## EXERCISE DETAILS
Would you please transcribe the records below from the line with "body fully sent." through their final line, exactly and with no other lines?

Collected data:
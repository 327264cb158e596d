//! Server configuration.

use crate::DEFAULT_BUFFER_SIZE;
use std::path::PathBuf;
use std::time::Duration;

/// Configuration consumed by the core. Loading it (CLI flags, config
/// files, prompts) is the binary's business.
#[derive(Debug, Clone)]
pub struct ServerConfig {
    /// Shared password. Empty means no authentication: any supplied
    /// password is accepted.
    pub password: String,
    /// Directory holding uploaded files. Created if missing.
    pub upload_dir: PathBuf,
    /// Chunk size for length-prefixed payload reads and writes.
    pub buffer_size: usize,
    /// How long to wait for the password length prefix before treating
    /// the password as empty. A leniency for old clients, not a
    /// security boundary.
    pub password_timeout: Duration,
}

impl Default for ServerConfig {
    fn default() -> Self {
        Self {
            password: String::new(),
            upload_dir: PathBuf::from("server_files"),
            buffer_size: DEFAULT_BUFFER_SIZE,
            password_timeout: Duration::from_secs(3),
        }
    }
}
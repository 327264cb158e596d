//! Wire protocol: tokens, framing and inbound command parsing.
//!
//! The protocol interleaves three frame shapes on one byte stream:
//!
//! - a plain line: one read's worth of UTF-8 text, no delimiter;
//! - a JSON envelope: `TAG:<len>:` followed by exactly `<len>` bytes;
//! - a binary block: `TAG:<len>` (no trailing colon) followed by
//!   exactly `<len>` raw bytes.
//!
//! Readers must never assume one read equals one logical message; the
//! [`frame::FrameReader`] re-synchronizes on command prefixes and the
//! embedded length fields.

pub mod command;
pub mod frame;

pub use command::Command;
pub use frame::FrameReader;

/// Server asks for the nickname.
pub const NICK: &str = "NICK";
/// Server asks for the password.
pub const PASS: &str = "PASS";
/// Handshake accepted.
pub const AUTH_SUCCESS: &str = "AUTH_SUCCESS";
/// Handshake rejected, connection will close.
pub const AUTH_FAILED: &str = "AUTH_FAILED";
/// Client requests the file listing.
pub const GET_FILE_LIST: &str = "GET_FILE_LIST";
/// Envelope tag for the file listing.
pub const FILE_LIST: &str = "FILE_LIST";
/// Client upload header prefix, `UPLOAD_FILE:<name>:<clen>:`.
pub const UPLOAD_FILE: &str = "UPLOAD_FILE:";
/// Upload stored and indexed.
pub const UPLOAD_SUCCESS: &str = "UPLOAD_SUCCESS";
/// Upload failed; the session survives.
pub const UPLOAD_ERROR: &str = "UPLOAD_ERROR";
/// Client download request prefix, `DOWNLOAD_FILE:<stored_name>`.
pub const DOWNLOAD_FILE: &str = "DOWNLOAD_FILE:";
/// Envelope tag for download metadata.
pub const FILE_INFO: &str = "FILE_INFO";
/// Block tag for the download body.
pub const FILE_DATA_START: &str = "FILE_DATA_START";
/// Download body fully sent.
pub const DOWNLOAD_COMPLETE: &str = "DOWNLOAD_COMPLETE";
/// Download failed after it started.
pub const DOWNLOAD_ERROR: &str = "DOWNLOAD_ERROR";
/// Requested stored filename is not on disk.
pub const FILE_NOT_FOUND: &str = "FILE_NOT_FOUND";

/// The password length prefix is this many ASCII decimal digits.
pub const PASSWORD_LEN_DIGITS: usize = 4;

## TASK RESULT
/// Download body fully sent.
pub const DOWNLOAD_COMPLETE: &str = "DOWNLOAD_COMPLETE";
/// Download failed after it started.
pub const DOWNLOAD_ERROR: &str = "DOWNLOAD_ERROR";
/// Requested stored filename is not on disk.
pub const FILE_NOT_FOUND: &str = "FILE_NOT_FOUND";

/// The password length prefix is this many ASCII decimal digits.
pub const PASSWORD_LEN_DIGITS: usize = 4;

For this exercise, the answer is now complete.